> **What you are asked to do**:
Copy each line that includes the string "PromptMessage" from the material into your answer.

=== Begin Enclosure ===

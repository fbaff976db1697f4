use super::protocol::{
    Content, GetPromptResult, JsonRpcError, Prompt, PromptArgument, PromptMessage, Role,
};
use super::tools::DOWNLOAD_TOOL;
use serde_json::{Map, Value};

pub const DOWNLOAD_PROMPT: &str = "download_file_prompt";

pub fn definitions() -> Vec<Prompt> {
    vec![Prompt {
        name: DOWNLOAD_PROMPT,
        description: "Guide to download a file by URL to target directory with filename",
        arguments: vec![
            PromptArgument {
                name: "url",
                description: "The video/file URL (HTTP/HTTPS)",
                required: true,
            },
            PromptArgument {
                name: "save_dir",
                description: "Destination directory to save the file",
                required: true,
            },
            PromptArgument {
                name: "filename",
                description: "Target filename to use for saving",
                required: true,
            },
        ],
    }]
}

/// Renders a prompt. Has no side effects.
pub fn get(name: &str, arguments: &Map<String, Value>) -> Result<GetPromptResult, JsonRpcError> {
    if name != DOWNLOAD_PROMPT {
        return Err(JsonRpcError::invalid_params(format!("unknown prompt: {name}")));
    }

    let url = argument(arguments, "url")?;
    let save_dir = argument(arguments, "save_dir")?;
    let filename = argument(arguments, "filename")?;

    let text = format!(
        "Use tool '{DOWNLOAD_TOOL}' with arguments: url={url}, save_dir={save_dir}, filename={filename}. \
         This will download the file to the destination and return the absolute path."
    );

    Ok(GetPromptResult {
        description: "Download File Instruction".to_string(),
        messages: vec![PromptMessage {
            role: Role::Assistant,
            content: Content::text(text),
        }],
    })
}

fn argument(arguments: &Map<String, Value>, name: &str) -> Result<String, JsonRpcError> {
    match arguments.get(name) {
        Some(Value::String(value)) => Ok(value.clone()),
        Some(other) => Ok(other.to_string()),
        None => Err(JsonRpcError::invalid_params(format!(
            "missing prompt argument: {name}"
        ))),
    }
}
//! Surat mail client library
//!
//! A client for the surat internal mail backend: users send and read
//! letters ("surat"), optionally with a PDF attachment, and browse
//! their activity log. All persistence and authorization live in the
//! REST backend; this crate holds the client-side state.
//!
//! - [`ApiClient`] talks to the backend, attaching the bearer token
//!   kept in a [`TokenStore`].
//! - [`SessionContext`] owns the login state and gates pages.
//! - [`MailboxPage`], [`ComposeForm`] and [`ActivityViewer`] are the
//!   page controllers, each independent of any UI toolkit.

mod activity;
mod auth;
mod category;
mod client;
mod compose;
mod config;
mod detail;
mod error;
mod mailbox;
mod model;
mod session;
mod status;
mod store;

pub use activity::{ActivityTicket, ActivityViewer};
pub use auth::{FormErrors, LoginForm, RegisterForm, SubmitError};
pub use category::Category;
pub use client::{ApiClient, NewAccount, SuratQuery};
pub use compose::{
    ComposeForm, Field, FieldError, Letter, LetterKind, MAX_ATTACHMENT_BYTES, PDF_MIME,
    PdfAttachment, SelectedFile, ValidationErrors, check_attachment,
};
pub use config::ClientConfig;
pub use detail::{AttachmentView, MailDetail};
pub use error::{Error, Result};
pub use mailbox::{Confirm, DELETE_PROMPT, FetchTicket, ListState, MailboxPage};
pub use model::{ActivityLog, AuthResponse, SentSurat, Surat, User};
pub use session::{Gate, Route, Session, SessionContext};
pub use status::{MailboxKind, ReadStatus, StatusFilter};
pub use store::{FileTokenStore, MemoryTokenStore, StoredSession, TokenStore};
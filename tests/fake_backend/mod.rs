//! Fake surat backend for integration testing
//!
//! An in-process HTTP server that implements the REST endpoints the
//! client consumes, backed by in-memory data:
//!
//! TCP -> axum router -> request log -> handler -> JSON response
//!
//! ## Module layout
//!
//! - `server` -- listener, router, request recording and failure
//!   injection
//! - `handlers` -- one function per endpoint
//! - `data` -- test data model (users, mail, activity, builder)

mod data;
mod handlers;
mod server;

pub use data::{BackendBuilder, RecordedRequest, Upload};
pub use server::FakeBackend;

=== End Enclosure ===

> **Result for this exercise**:
    Content, GetPromptResult, JsonRpcError, Prompt, PromptArgument, PromptMessage, Role,
        messages: vec![PromptMessage {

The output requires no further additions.